Brain MRI images can be difficult to analyze due to low contrast, acquisition noise, and anatomical differences across patients. This component trains a convolutional neural network (CNN) to distinguish between MRI scans that contain a tumor and those that do not.
Architecture & Dataset:
- Framework: PyTorch
- Architecture: CNN with 3 convolutional blocks and batch normalization
- Dataset: Brain MRI Images for Brain Tumor Detection (Kaggle - navoneel/brain-mri-images-for-brain-tumor-detection)
- Dataset size: 253 images
- Input: Brain MRI images (resized to 128×128 pixels, grayscale)
- Output: Binary classification (tumor / non-tumor)
Training Configuration:
- Data split: 70% train / 15% validation / 15% test
- Epochs: 100
- Optimizer: Adam (learning rate: 1e-4)
- Loss function: Cross-Entropy
Data Augmentation:
- Random rotation (±15 degrees)
- Random horizontal flip
- Random affine transformation
- Normalization (mean=0.245, std=0.21)
The final classification model achieves 87.18% accuracy on the test set.
While classification answers whether a tumor is present, segmentation aims to determine where the tumor is located by predicting a binary mask that highlights tumor regions at the pixel level.

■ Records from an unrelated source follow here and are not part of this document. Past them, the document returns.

//! HTML/SVG rendering of checkpoints
//!
//! Works purely from the drawable projection of each shape.

use crate::checkpoint::Checkpoint;
use crate::config::RenderConfig;
use crate::shape::{Drawable, ShapeKind};

pub struct HtmlRenderer {
    config: RenderConfig,
}

impl HtmlRenderer {
    pub fn new(config: RenderConfig) -> Self {
        Self { config }
    }

    pub fn config(&self) -> &RenderConfig {
        &self.config
    }

    /// One SVG element for a shape.
    pub fn shape_element(&self, d: &Drawable) -> String {
        let [r, g, b] = d.color.to_8bit();
        let fill = format!("rgb({:.0},{:.0},{:.0})", r, g, b);
        match d.kind {
            ShapeKind::Rectangle => format!(
                r#"<rect x="{}" y="{}" width="{}" height="{}" fill="{}" stroke="black" stroke-width="{}" />"#,
                d.position.x, d.position.y, d.extent.x, d.extent.y, fill, self.config.stroke_width
            ),
            ShapeKind::Ellipse => format!(
                r#"<ellipse cx="{}" cy="{}" rx="{}" ry="{}" fill="{}" stroke="black" stroke-width="{}" />"#,
                d.position.x, d.position.y, d.extent.x, d.extent.y, fill, self.config.stroke_width
            ),
        }
    }

    /// The `<div>` block for one checkpoint.
    pub fn checkpoint_block(&self, checkpoint: &Checkpoint) -> String {
        let mut out = format!(
            "<div class=\"snapshot\">\n<h2>{}</h2>\n<h3>Description: {}</h3>\n<svg width=\"{}\" height=\"{}\">\n",
            escape(checkpoint.id()),
            escape(checkpoint.description()),
            self.config.width,
            self.config.height
        );
        for shape in checkpoint.scene().iter() {
            out.push_str(&self.shape_element(&shape.drawable()));
            out.push('\n');
        }
        out.push_str("</svg></div><br>\n");
        out
    }

    /// A complete HTML document with every checkpoint in order.
    pub fn document(&self, checkpoints: &[Checkpoint]) -> String {
        let mut html = String::new();
        html.push_str("<!DOCTYPE html>\n<html>\n<head>\n<style>\n");
        html.push_str("    body { font-family: Arial, Helvetica, sans-serif; background-color: #333333; }\n");
        html.push_str(&format!(
            "    .snapshot {{ border: 10px ridge rgba(0, 0, 0); padding-left: 10px; padding-bottom: 5px; background-color: #f6546a; max-width: {}px; }}\n",
            self.config.width + 20
        ));
        html.push_str("    svg { border: 5px outset rgba(0, 0, 0); background-color: #808080; }\n");
        html.push_str("    h1 { padding-left: 10px; color: white; font-weight: bold; font-size: 250%; }\n");
        html.push_str("    h2 { color: black; font-weight: bold; font-size: 200%; }\n");
        html.push_str("    h3 { color: black; font-size: 150%; }\n");
        html.push_str("</style>\n</head>\n<body>\n");
        html.push_str(&format!("<h1>{}</h1>\n", escape(&self.config.title)));
        for checkpoint in checkpoints {
            html.push_str(&self.checkpoint_block(checkpoint));
        }
        html.push_str("</body>\n</html>\n");
        html
    }
}

impl Default for HtmlRenderer {
    fn default() -> Self {
        Self::new(RenderConfig::default())
    }
}

fn escape(text: &str) -> String {
    text.replace('&', "&amp;")
        .replace('<', "&lt;")
        .replace('>', "&gt;")
        .replace('"', "&quot;")
}
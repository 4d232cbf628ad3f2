//! Checkpoints - immutable, uniquely identified scene captures
//!
//! The registry hands out clones only; stored checkpoints are never
//! mutated or removed.

use chrono::{Duration, Local, NaiveDateTime, SubsecRound};
use serde::Serialize;
use std::collections::HashMap;
use std::fmt;
use tracing::info;

use crate::error::{AlbumError, AlbumResult};
use crate::hashing::scene_digest;
use crate::scene::Scene;

const ID_FORMAT: &str = "%Y-%m-%dT%H:%M:%S%.6f";
const TIMESTAMP_FORMAT: &str = "%d-%m-%Y %H:%M:%S";

#[derive(Debug, Clone, Serialize)]
pub struct Checkpoint {
    id: String,
    timestamp: String,
    description: String,
    created_at: NaiveDateTime,
    scene_digest: String,
    scene: Scene,
}

impl Checkpoint {
    pub fn id(&self) -> &str {
        &self.id
    }

    /// Capture instant rendered as `dd-mm-yyyy HH:MM:SS`.
    pub fn timestamp(&self) -> &str {
        &self.timestamp
    }

    pub fn description(&self) -> &str {
        &self.description
    }

    pub fn created_at(&self) -> NaiveDateTime {
        self.created_at
    }

    /// SHA-256 of the scene as captured.
    pub fn scene_digest(&self) -> &str {
        &self.scene_digest
    }

    pub fn scene(&self) -> &Scene {
        &self.scene
    }

    /// Take ownership of the captured scene.
    pub fn into_scene(self) -> Scene {
        self.scene
    }
}

/// Checkpoints compare by id.
impl PartialEq for Checkpoint {
    fn eq(&self, other: &Self) -> bool {
        self.id == other.id
    }
}

impl fmt::Display for Checkpoint {
    fn fmt(&self, f: &mut fmt::Formatter<'_>) -> fmt::Result {
        writeln!(f, "Snapshot ID: {}", self.id)?;
        writeln!(f, "Timestamp: {}", self.timestamp)?;
        writeln!(f, "Description: {}", self.description)?;
        writeln!(f, "Shape Information:")?;
        write!(f, "{}", self.scene)
    }
}

/// Keyed store of checkpoints, remembering capture order.
#[derive(Debug, Default)]
pub struct CheckpointRegistry {
    order: Vec<String>,
    entries: HashMap<String, Checkpoint>,
    last_instant: Option<NaiveDateTime>,
}

impl CheckpointRegistry {
    pub fn new() -> Self {
        Self::default()
    }

    /// Capture `scene` at the current local time.
    pub fn capture(&mut self, description: &str, scene: &Scene) -> AlbumResult<Checkpoint> {
        self.capture_at(Local::now().naive_local(), description, scene)
    }

    /// Capture `scene` as if the clock read `now`.
    ///
    /// Ids come from `now` truncated to microseconds. A reading that is not
    /// strictly after the previous capture is advanced to one microsecond
    /// past it, so ids stay unique and ordered even when the clock stalls
    /// or steps backwards.
    pub fn capture_at(
        &mut self,
        now: NaiveDateTime,
        description: &str,
        scene: &Scene,
    ) -> AlbumResult<Checkpoint> {
        let instant = self.next_instant(now);
        let checkpoint = Checkpoint {
            id: instant.format(ID_FORMAT).to_string(),
            timestamp: instant.format(TIMESTAMP_FORMAT).to_string(),
            description: description.to_string(),
            created_at: instant,
            scene_digest: scene_digest(scene)?,
            scene: scene.clone(),
        };

        self.last_instant = Some(instant);
        self.order.push(checkpoint.id.clone());
        self.entries.insert(checkpoint.id.clone(), checkpoint.clone());
        info!(
            id = %checkpoint.id,
            shapes = checkpoint.scene.len(),
            "checkpoint captured"
        );
        Ok(checkpoint)
    }

    fn next_instant(&self, now: NaiveDateTime) -> NaiveDateTime {
        let now = now.trunc_subsecs(6);
        match self.last_instant {
            Some(last) if now <= last => last + Duration::microseconds(1),
            _ => now,
        }
    }

    /// A copy of the checkpoint with this id, if any.
    pub fn get(&self, id: &str) -> AlbumResult<Option<Checkpoint>> {
        if id.is_empty() {
            return Err(AlbumError::MissingId { op: "get_checkpoint" });
        }
        Ok(self.entries.get(id).cloned())
    }

    /// Zero-based capture position of `id`.
    pub fn index_of(&self, id: &str) -> AlbumResult<Option<usize>> {
        if id.is_empty() {
            return Err(AlbumError::MissingId {
                op: "checkpoint_index",
            });
        }
        Ok(self.order.iter().position(|known| known == id))
    }

    /// Copies of every checkpoint in capture order.
    pub fn list(&self) -> Vec<Checkpoint> {
        self.order
            .iter()
            .filter_map(|id| self.entries.get(id).cloned())
            .collect()
    }

    pub fn ids(&self) -> Vec<String> {
        self.order.clone()
    }

    pub fn len(&self) -> usize {
        self.order.len()
    }

    pub fn is_empty(&self) -> bool {
        self.order.is_empty()
    }
}

#[cfg(test)]
mod tests {
    use super::*;
    use crate::shape::{Extent, Point, Rgb, Shape, ShapeKind};
    use chrono::NaiveDate;

    fn at(h: u32, m: u32, s: u32, micro: u32) -> NaiveDateTime {
        NaiveDate::from_ymd_opt(2024, 3, 9)
            .unwrap()
            .and_hms_micro_opt(h, m, s, micro)
            .unwrap()
    }

    fn one_shape_scene() -> Scene {
        let mut scene = Scene::new();
        scene
            .add_shape(
                Shape::new(
                    "r1",
                    ShapeKind::Rectangle,
                    Extent::new(1.0, 1.0),
                    Point::new(0.0, 0.0),
                    Rgb::new(0.0, 1.0, 0.0),
                )
                .unwrap(),
            )
            .unwrap();
        scene
    }

    #[test]
    fn id_and_timestamp_formats() {
        let mut registry = CheckpointRegistry::new();
        let cp = registry
            .capture_at(at(14, 5, 9, 42), "first", &Scene::new())
            .unwrap();
        assert_eq!(cp.id(), "2024-03-09T14:05:09.000042");
        assert_eq!(cp.timestamp(), "09-03-2024 14:05:09");
        assert_eq!(cp.description(), "first");
    }

    #[test]
    fn truncates_to_microseconds() {
        let mut registry = CheckpointRegistry::new();
        let raw = at(1, 2, 3, 0) + Duration::nanoseconds(123_456_789);
        let cp = registry.capture_at(raw, "", &Scene::new()).unwrap();
        assert_eq!(cp.id(), "2024-03-09T01:02:03.123456");
    }

    #[test]
    fn identical_clock_readings_get_distinct_ids() {
        let mut registry = CheckpointRegistry::new();
        let now = at(9, 0, 0, 0);
        let a = registry.capture_at(now, "a", &Scene::new()).unwrap();
        let b = registry.capture_at(now, "b", &Scene::new()).unwrap();
        let c = registry.capture_at(now - Duration::seconds(5), "c", &Scene::new()).unwrap();

        assert_ne!(a.id(), b.id());
        assert_eq!(b.id(), "2024-03-09T09:00:00.000001");
        assert_eq!(c.id(), "2024-03-09T09:00:00.000002");
        assert_eq!(registry.index_of(c.id()).unwrap(), Some(2));
    }

    #[test]
    fn lookups_return_copies() {
        let mut registry = CheckpointRegistry::new();
        let scene = one_shape_scene();
        let cp = registry.capture("s1", &scene).unwrap();

        let fetched = registry.get(cp.id()).unwrap().unwrap();
        let mut scene_copy = fetched.into_scene();
        scene_copy.remove_shape("r1").unwrap();

        let again = registry.get(cp.id()).unwrap().unwrap();
        assert_eq!(again.scene().len(), 1);
        assert_eq!(again.scene_digest(), scene_digest(&scene).unwrap());
    }

    #[test]
    fn missing_and_empty_ids() {
        let registry = CheckpointRegistry::new();
        assert!(registry.get("nope").unwrap().is_none());
        assert_eq!(registry.index_of("nope").unwrap(), None);
        assert!(matches!(registry.get(""), Err(AlbumError::MissingId { .. })));
        assert!(matches!(registry.index_of(""), Err(AlbumError::MissingId { .. })));
    }

    #[test]
    fn display_lists_header_and_shapes() {
        let mut registry = CheckpointRegistry::new();
        let cp = registry
            .capture_at(at(10, 0, 0, 0), "hello", &one_shape_scene())
            .unwrap();
        let text = cp.to_string();
        assert!(text.starts_with("Snapshot ID: 2024-03-09T10:00:00.000000\n"));
        assert!(text.contains("Description: hello\n"));
        assert!(text.contains("Shape Information:\nName: r1"));
    }
}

This task is more fine-grained and better aligned with clinical analysis, as it enables localization and shape assessment of pathological regions.
Architecture & Dataset:
- Framework: PyTorch
- Architecture: U-Net (encoder–decoder with skip connections)
- Dataset: Brain Tumor Segmentation (Kaggle - nikhilroxtomar/brain-tumor-segmentation)
- Dataset size: 3,064 image-mask pairs
- Input: Brain MRI images (resized to 256×256 pixels)
- Output: Binary segmentation mask (tumor vs background)
Training Configuration:
- Data split: 70% train / 15% validation / 15% test
- Epochs: 30
- Optimizer: Adam (learning rate: 1e-4)
- Loss function: Combined Dice + Binary Cross-Entropy (BCE) loss
Pipeline:
- Image and mask loading with spatial alignment
- Image resizing to 256×256 pixels
- Preprocessing and normalization
- Pixel-wise training with combined loss function
- Qualitative evaluation on validation set
The U-Net architecture was chosen due to its effectiveness in medical image segmentation, particularly for handling limited data and preserving spatial details through skip connections.
Final epoch results:
- Training loss: 0.2125
- Validation loss: 0.3282
The close gap between training and validation losses indicates reasonable generalization. Segmentation quality was primarily assessed through visual inspection of predicted masks alongside ground-truth annotations, ensuring anatomically plausible tumor localization.
This project was motivated by an interest in medical imaging and applied deep learning.
It serves as an introduction to working with healthcare data and building models that could support clinical decision-making.
This repository is intended for educational and research purposes only and is not a medical device.